**ACTIVITY**. Check every line of the data for the word "applied", and copy those that have it.

[[ RECORDS FOR PROCESSING, beginning ]]

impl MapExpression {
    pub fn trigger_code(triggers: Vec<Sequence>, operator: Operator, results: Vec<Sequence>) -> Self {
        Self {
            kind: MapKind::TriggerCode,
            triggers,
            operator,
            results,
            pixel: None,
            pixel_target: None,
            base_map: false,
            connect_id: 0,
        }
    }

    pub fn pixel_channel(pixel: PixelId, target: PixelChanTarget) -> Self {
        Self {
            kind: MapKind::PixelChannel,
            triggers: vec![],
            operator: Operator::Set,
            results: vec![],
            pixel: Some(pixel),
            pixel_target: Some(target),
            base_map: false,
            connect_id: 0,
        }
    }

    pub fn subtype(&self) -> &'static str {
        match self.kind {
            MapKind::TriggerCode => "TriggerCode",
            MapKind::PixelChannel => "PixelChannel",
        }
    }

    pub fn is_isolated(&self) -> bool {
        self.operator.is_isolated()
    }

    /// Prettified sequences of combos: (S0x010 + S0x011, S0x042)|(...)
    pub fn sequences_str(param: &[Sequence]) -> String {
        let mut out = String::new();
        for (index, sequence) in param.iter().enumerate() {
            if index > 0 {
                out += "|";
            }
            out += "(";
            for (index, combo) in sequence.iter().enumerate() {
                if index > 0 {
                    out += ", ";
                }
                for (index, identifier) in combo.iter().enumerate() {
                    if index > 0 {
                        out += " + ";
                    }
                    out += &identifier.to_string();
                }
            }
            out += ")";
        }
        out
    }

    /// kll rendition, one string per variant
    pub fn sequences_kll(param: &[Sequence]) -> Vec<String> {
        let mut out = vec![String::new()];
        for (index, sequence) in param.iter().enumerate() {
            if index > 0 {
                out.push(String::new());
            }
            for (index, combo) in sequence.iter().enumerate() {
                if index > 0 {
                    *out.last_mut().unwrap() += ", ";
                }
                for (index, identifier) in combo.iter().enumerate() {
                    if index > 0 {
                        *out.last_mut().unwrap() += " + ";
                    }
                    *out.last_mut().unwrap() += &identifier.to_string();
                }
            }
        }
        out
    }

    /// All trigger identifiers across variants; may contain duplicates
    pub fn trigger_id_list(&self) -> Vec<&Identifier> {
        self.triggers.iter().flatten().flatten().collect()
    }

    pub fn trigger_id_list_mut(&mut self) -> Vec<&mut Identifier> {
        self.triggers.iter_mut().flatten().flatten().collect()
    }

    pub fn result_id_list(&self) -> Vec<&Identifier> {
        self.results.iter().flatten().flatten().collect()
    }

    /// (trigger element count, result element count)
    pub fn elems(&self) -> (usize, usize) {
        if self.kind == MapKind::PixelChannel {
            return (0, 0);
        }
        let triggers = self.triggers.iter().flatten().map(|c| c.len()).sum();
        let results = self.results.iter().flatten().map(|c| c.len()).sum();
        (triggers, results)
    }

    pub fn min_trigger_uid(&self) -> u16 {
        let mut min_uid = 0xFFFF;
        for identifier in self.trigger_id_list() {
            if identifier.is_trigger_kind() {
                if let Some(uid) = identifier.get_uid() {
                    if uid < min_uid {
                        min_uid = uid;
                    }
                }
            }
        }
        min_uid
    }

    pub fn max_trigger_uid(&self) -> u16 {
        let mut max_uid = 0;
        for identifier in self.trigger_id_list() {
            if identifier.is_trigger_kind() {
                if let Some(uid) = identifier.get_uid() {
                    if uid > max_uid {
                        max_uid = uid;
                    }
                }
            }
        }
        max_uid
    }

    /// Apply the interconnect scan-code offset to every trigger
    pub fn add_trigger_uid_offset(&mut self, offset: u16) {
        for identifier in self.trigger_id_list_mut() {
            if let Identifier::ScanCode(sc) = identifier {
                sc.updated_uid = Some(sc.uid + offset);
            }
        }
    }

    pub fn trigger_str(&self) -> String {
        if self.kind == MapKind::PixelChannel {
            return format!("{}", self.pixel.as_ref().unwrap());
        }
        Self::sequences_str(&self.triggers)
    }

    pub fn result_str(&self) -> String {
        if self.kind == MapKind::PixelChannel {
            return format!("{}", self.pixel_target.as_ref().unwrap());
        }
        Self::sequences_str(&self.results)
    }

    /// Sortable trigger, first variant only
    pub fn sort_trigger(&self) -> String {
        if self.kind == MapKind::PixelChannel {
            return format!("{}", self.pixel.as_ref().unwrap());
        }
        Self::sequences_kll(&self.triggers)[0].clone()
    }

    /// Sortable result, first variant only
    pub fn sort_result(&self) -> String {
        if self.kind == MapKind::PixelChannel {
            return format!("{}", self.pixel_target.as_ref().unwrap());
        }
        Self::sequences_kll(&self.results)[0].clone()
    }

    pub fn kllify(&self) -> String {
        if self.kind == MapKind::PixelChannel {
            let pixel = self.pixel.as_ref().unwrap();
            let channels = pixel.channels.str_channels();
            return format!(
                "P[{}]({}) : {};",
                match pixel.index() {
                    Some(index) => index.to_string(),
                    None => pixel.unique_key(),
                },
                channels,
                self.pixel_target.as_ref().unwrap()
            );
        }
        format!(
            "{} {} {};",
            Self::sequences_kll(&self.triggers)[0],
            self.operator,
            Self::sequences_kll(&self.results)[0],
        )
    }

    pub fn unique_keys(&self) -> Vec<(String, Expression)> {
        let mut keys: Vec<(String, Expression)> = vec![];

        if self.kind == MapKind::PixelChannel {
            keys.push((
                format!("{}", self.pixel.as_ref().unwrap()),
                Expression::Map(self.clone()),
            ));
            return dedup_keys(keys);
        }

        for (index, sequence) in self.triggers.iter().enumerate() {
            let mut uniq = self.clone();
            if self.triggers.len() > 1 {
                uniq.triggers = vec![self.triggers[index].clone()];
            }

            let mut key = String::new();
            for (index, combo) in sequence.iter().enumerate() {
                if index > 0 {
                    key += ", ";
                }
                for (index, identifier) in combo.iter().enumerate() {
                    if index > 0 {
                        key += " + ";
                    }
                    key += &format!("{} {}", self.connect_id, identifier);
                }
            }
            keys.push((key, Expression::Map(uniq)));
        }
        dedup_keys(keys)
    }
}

[[ RECORDS FOR PROCESSING, end ]]
[[ RECORDS FOR PROCESSING, beginning ]]

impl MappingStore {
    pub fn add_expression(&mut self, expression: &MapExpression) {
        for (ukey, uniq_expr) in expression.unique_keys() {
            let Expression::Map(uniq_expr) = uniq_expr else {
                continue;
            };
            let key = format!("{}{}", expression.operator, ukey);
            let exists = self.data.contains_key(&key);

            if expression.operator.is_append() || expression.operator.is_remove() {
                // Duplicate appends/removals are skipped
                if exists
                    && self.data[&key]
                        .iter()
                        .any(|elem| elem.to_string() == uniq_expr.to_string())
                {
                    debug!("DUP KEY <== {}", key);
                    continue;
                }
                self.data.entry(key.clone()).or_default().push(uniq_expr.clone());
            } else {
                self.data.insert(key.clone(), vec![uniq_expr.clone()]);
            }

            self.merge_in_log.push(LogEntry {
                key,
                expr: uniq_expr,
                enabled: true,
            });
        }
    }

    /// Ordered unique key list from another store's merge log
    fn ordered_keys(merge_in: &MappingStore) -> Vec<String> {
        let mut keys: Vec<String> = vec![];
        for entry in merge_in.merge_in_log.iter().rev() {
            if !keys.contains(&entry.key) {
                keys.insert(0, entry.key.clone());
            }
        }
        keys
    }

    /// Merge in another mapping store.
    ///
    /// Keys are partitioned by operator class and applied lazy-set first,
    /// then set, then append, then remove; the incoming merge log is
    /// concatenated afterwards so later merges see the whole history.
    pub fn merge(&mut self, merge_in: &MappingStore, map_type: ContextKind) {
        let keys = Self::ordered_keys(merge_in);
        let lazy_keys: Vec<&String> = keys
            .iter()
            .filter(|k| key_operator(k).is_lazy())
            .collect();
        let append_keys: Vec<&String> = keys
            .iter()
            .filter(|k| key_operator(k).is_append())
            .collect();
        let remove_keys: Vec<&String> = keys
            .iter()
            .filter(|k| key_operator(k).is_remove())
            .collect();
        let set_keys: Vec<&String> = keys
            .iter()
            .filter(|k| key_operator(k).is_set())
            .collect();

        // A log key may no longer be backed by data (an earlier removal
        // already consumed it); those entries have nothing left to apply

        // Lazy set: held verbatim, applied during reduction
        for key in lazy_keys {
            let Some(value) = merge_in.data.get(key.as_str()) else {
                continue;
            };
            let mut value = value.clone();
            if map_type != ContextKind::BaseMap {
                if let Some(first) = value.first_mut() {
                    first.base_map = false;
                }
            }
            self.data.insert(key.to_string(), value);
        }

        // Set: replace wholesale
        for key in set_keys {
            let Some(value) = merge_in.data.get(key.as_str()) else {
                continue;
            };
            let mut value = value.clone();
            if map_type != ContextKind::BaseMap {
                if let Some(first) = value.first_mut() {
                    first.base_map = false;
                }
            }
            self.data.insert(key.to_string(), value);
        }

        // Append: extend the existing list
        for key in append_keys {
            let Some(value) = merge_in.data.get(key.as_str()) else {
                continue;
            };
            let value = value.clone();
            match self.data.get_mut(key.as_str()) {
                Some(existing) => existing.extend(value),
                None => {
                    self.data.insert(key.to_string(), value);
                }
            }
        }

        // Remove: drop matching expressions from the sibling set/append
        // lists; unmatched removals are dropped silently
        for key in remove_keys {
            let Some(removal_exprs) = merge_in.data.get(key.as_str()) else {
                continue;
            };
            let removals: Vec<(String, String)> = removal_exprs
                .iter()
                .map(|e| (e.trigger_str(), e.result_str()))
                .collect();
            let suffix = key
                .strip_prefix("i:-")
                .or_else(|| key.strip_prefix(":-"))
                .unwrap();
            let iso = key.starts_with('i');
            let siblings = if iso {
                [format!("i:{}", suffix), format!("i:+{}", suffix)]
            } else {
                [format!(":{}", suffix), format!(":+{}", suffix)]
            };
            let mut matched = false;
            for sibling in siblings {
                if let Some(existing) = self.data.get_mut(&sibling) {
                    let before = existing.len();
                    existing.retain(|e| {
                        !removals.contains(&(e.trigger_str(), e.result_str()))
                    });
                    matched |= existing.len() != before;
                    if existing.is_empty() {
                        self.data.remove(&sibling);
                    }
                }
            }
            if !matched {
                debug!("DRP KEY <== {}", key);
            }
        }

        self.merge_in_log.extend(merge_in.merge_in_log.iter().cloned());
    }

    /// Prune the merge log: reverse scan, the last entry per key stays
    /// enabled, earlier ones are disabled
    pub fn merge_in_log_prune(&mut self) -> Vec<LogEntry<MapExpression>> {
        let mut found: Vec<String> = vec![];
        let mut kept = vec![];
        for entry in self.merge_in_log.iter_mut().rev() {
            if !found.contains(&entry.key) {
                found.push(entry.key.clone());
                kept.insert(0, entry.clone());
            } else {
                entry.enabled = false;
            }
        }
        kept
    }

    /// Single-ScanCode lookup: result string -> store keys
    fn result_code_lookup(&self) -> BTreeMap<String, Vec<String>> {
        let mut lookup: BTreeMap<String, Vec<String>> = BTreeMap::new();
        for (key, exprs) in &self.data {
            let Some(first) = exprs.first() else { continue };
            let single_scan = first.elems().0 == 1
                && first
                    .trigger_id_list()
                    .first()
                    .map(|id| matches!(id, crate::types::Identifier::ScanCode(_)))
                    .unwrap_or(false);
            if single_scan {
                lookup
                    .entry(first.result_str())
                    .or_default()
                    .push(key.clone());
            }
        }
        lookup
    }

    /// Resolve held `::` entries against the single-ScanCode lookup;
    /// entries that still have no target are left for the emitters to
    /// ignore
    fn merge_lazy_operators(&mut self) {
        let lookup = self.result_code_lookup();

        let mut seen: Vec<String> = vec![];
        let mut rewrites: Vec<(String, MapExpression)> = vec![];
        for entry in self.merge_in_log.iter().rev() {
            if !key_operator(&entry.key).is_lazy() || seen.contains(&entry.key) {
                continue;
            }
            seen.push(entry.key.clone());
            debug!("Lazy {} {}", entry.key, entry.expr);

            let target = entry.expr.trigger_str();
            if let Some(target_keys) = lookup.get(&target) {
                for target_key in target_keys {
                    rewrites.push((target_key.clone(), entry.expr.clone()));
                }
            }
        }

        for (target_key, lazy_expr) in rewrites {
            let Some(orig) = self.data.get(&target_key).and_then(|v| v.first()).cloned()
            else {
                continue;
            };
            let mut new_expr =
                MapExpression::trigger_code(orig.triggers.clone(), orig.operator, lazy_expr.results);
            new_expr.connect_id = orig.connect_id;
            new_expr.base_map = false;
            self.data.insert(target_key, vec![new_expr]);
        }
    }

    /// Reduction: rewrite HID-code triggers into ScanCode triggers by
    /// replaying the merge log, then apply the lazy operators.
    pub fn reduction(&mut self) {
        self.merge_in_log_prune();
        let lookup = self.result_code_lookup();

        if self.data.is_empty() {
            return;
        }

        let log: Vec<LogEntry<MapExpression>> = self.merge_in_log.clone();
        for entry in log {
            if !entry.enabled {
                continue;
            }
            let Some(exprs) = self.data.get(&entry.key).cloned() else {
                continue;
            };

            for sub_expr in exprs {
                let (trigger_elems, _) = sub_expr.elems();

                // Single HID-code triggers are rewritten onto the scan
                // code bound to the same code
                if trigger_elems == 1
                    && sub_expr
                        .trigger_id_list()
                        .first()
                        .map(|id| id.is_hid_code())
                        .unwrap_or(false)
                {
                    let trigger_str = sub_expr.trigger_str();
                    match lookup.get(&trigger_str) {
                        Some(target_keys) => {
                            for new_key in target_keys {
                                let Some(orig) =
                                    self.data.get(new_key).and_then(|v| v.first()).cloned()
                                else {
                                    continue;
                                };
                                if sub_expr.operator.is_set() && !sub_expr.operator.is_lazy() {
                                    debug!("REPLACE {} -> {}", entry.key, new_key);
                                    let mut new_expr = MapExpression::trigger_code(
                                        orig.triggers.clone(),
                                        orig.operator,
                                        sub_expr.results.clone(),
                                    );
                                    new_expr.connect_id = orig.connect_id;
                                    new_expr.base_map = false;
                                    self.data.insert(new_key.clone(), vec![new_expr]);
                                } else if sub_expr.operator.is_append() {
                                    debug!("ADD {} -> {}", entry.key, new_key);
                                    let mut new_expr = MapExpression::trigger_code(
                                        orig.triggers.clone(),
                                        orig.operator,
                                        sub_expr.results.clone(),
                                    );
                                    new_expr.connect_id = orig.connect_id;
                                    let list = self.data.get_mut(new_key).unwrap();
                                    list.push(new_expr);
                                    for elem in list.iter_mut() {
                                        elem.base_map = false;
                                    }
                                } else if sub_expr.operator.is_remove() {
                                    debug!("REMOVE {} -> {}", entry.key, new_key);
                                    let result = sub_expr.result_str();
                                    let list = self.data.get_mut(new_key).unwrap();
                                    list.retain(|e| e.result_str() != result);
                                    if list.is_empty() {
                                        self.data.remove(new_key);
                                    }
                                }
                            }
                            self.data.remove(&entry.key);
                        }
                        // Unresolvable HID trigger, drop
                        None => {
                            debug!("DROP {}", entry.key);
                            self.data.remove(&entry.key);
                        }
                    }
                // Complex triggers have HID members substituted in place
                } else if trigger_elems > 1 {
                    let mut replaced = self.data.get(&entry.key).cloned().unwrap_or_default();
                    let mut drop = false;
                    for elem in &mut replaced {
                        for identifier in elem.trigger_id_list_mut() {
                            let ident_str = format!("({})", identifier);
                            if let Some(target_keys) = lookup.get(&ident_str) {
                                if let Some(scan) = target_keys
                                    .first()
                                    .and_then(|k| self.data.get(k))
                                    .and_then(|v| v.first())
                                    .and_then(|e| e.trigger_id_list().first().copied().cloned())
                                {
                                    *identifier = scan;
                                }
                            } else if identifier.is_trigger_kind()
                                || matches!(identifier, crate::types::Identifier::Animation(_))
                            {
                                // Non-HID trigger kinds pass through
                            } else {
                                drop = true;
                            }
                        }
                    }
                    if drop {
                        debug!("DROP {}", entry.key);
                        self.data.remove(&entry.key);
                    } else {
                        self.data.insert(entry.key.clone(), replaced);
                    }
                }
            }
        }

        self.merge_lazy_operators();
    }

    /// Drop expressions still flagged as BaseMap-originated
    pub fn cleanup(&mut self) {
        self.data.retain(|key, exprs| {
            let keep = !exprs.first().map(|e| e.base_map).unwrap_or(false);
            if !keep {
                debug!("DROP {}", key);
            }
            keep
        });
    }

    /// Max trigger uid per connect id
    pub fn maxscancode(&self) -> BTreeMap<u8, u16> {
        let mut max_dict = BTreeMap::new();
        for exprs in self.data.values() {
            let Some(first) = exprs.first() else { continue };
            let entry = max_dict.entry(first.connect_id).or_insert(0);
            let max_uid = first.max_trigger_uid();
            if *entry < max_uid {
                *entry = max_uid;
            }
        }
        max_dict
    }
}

[[ RECORDS FOR PROCESSING, end ]]
[[ RECORDS FOR PROCESSING, beginning ]]

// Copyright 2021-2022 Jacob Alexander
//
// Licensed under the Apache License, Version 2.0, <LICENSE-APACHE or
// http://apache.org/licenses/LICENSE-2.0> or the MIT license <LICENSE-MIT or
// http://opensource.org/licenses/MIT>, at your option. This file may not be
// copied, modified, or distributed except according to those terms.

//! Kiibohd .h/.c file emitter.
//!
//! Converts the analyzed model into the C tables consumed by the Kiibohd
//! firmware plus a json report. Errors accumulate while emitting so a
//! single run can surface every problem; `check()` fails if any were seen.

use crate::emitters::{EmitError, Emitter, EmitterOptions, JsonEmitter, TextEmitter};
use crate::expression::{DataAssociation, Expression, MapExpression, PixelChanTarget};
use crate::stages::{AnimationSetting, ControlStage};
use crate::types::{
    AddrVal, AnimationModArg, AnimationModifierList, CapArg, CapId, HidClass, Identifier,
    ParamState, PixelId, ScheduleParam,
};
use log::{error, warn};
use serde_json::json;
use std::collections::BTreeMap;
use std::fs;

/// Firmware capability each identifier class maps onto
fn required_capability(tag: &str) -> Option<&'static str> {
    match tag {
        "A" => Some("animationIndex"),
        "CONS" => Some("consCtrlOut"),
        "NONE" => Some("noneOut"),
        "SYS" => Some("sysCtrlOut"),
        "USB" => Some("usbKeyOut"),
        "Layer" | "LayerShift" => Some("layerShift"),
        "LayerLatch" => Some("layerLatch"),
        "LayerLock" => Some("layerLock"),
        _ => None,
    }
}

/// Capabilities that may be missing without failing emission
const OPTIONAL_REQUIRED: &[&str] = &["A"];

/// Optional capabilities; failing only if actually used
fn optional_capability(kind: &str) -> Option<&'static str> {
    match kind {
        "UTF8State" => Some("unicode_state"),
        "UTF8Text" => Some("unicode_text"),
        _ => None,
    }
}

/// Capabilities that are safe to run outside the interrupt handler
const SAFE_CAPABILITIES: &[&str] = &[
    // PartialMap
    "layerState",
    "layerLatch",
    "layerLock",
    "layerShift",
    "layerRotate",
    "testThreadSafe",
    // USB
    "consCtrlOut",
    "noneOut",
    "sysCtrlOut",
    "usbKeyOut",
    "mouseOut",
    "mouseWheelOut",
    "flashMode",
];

[[ RECORDS FOR PROCESSING, end ]]

**ANSWER FOR THE TASK**.
    /// Keys are partitioned by operator class and applied lazy-set first,
        // Lazy set: held verbatim, applied during reduction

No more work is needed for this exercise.